- _WHAT TO DO_: Check each line of the records below and collect those holding "rejection".
◇ ◇ ◇
impl AdmissionController {
    pub fn new(resolver: Arc<dyn DeliverableResolver>, cooldown: Duration) -> Self {
        Self { resolver, cooldown }
    }

    pub fn from_config(resolver: Arc<dyn DeliverableResolver>, config: &AppConfig) -> Self {
        Self::new(resolver, config.feedback_cooldown)
    }

    /// Push events are always admitted; concurrency is capped elsewhere.
    ///
    /// The course comes from the repository's organisation and the
    /// deliverable is the course's current one.
    pub fn admit_push(&self, event: &PushEvent) -> AdmittedTask {
        let course_id = self
            .resolver
            .course_for_org(org_from_project_url(&event.project_url));
        let deliv_id = course_id
            .as_deref()
            .and_then(|course| self.resolver.resolve(Some(course), None));
        let input = self.container_input(
            event.clone(),
            course_id.as_deref(),
            deliv_id.as_deref(),
            None,
        );

        let task = AdmittedTask {
            task_id: TaskId::for_commit(None, &event.repo, &event.commit),
            trigger: Trigger::Push,
            repo: event.repo.clone(),
            commit: event.commit.clone(),
            commit_url: event.commit_url.clone(),
            deliv_id,
            course_id,
            user_name: None,
            requested_at: event.timestamp,
            input,
        };
        tracing::info!(
            task_id = %task.task_id,
            repo = %event.repo,
            runnable = task.input.is_some(),
            "push admitted"
        );
        task
    }

    /// Admits a comment and records it as the requester's latest request,
    /// holding the history's write lock for both steps.
    pub fn admit_comment_and_record(
        &self,
        event: &CommentEvent,
        history: &InMemoryAdmissionHistory,
    ) -> Result<AdmittedTask, AdmissionRejected> {
        history.transaction(|txn| {
            let task = self.admit_comment(event, &*txn)?;
            if let Some(deliv_id) = &task.deliv_id {
                txn.record_request(&event.user_name, deliv_id, task.requested_at);
            }
            Ok(task)
        })
    }

    pub fn admit_comment(
        &self,
        event: &CommentEvent,
        history: &dyn AdmissionHistory,
    ) -> Result<AdmittedTask, AdmissionRejected> {
        let decision = self.evaluate_comment(event, history);
        match &decision {
            Ok(task) => tracing::info!(
                task_id = %task.task_id,
                user = %event.user_name,
                "comment admitted"
            ),
            Err(rejection) => tracing::info!(
                user = %event.user_name,
                commit_url = %event.commit_url,
                kind = rejection.kind(),
                "comment rejected"
            ),
        }
        decision
    }

    fn evaluate_comment(
        &self,
        event: &CommentEvent,
        history: &dyn AdmissionHistory,
    ) -> Result<AdmittedTask, AdmissionRejected> {
        if !event.bot_mentioned {
            return Err(AdmissionRejected::NotRequested);
        }

        let deliv_id = self
            .resolver
            .resolve(event.course_id.as_deref(), event.deliv_id.as_deref())
            .ok_or(AdmissionRejected::UnresolvedDeliverable)?;

        if history.has_feedback(&event.user_name, &deliv_id, &event.commit_url) {
            return Err(AdmissionRejected::AlreadyGraded {
                user_name: event.user_name.clone(),
                deliv_id,
                commit_url: event.commit_url.clone(),
            });
        }

        let cooldown = event
            .course_id
            .as_deref()
            .and_then(|course| self.resolver.cooldown_for(course))
            .unwrap_or(self.cooldown);

        if let Some(last) = history.last_request_timestamp(&event.user_name, &deliv_id) {
            let elapsed = Duration::from_millis(event.timestamp.saturating_sub(last).max(0) as u64);
            if elapsed < cooldown {
                return Err(AdmissionRejected::TooSoon {
                    deliv_id,
                    remaining: cooldown - elapsed,
                });
            }
        }

        let repo = if event.repo.is_empty() {
            repo_from_commit_url(&event.commit_url)
        } else {
            event.repo.clone()
        };
        let project_url = if event.project_url.is_empty() {
            project_from_commit_url(&event.commit_url).to_string()
        } else {
            event.project_url.clone()
        };
        let push_info = PushEvent {
            branch: String::new(),
            commit: event.commit.clone(),
            commit_url: event.commit_url.clone(),
            project_url,
            repo: repo.clone(),
            timestamp: event.timestamp,
            clone_url: None,
        };
        let input = self.container_input(
            push_info,
            event.course_id.as_deref(),
            Some(&deliv_id),
            Some(&event.user_name),
        );

        Ok(AdmittedTask {
            task_id: TaskId::for_commit(Some(&deliv_id), &repo, &event.commit),
            trigger: Trigger::Comment,
            repo,
            commit: event.commit.clone(),
            commit_url: event.commit_url.clone(),
            deliv_id: Some(deliv_id),
            course_id: event.course_id.clone(),
            user_name: Some(event.user_name.clone()),
            requested_at: event.timestamp,
            input,
        })
    }

    fn container_input(
        &self,
        push_info: PushEvent,
        course_id: Option<&str>,
        deliv_id: Option<&str>,
        user_name: Option<&str>,
    ) -> Option<ContainerInput> {
        let (course_id, deliv_id) = (course_id?, deliv_id?);
        let docker_image = self.resolver.image_for(course_id, deliv_id)?;
        Some(ContainerInput {
            push_info,
            course_id: course_id.to_string(),
            deliv_id: deliv_id.to_string(),
            deliverable_info: None,
            user_info: user_name.map(|name| UserInfo {
                username: name.to_string(),
                ..UserInfo::default()
            }),
            container_config: ContainerConfig {
                docker_image,
                custom: serde_json::json!({}),
            },
            github_keys: None,
            team_id: None,
            course_num: None,
        })
    }
}

/// `https://host/org/repo/commit/<sha>` → `https://host/org/repo`.
fn project_from_commit_url(commit_url: &str) -> &str {
    commit_url
        .split("/commit/")
        .next()
        .unwrap_or(commit_url)
        .trim_end_matches('/')
}

/// `https://host/org/repo/commit/<sha>` → `repo`.
fn repo_from_commit_url(commit_url: &str) -> String {
    project_from_commit_url(commit_url)
        .rsplit('/')
        .next()
        .unwrap_or_default()
        .to_string()
}

/// `https://host/org/repo/` → `org`.
fn org_from_project_url(project_url: &str) -> &str {
    project_url
        .trim_end_matches('/')
        .rsplit('/')
        .nth(1)
        .unwrap_or_default()
}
◇ ◇ ◇
- _TASK OUTPUT_:
            Err(rejection) => tracing::info!(
                kind = rejection.kind(),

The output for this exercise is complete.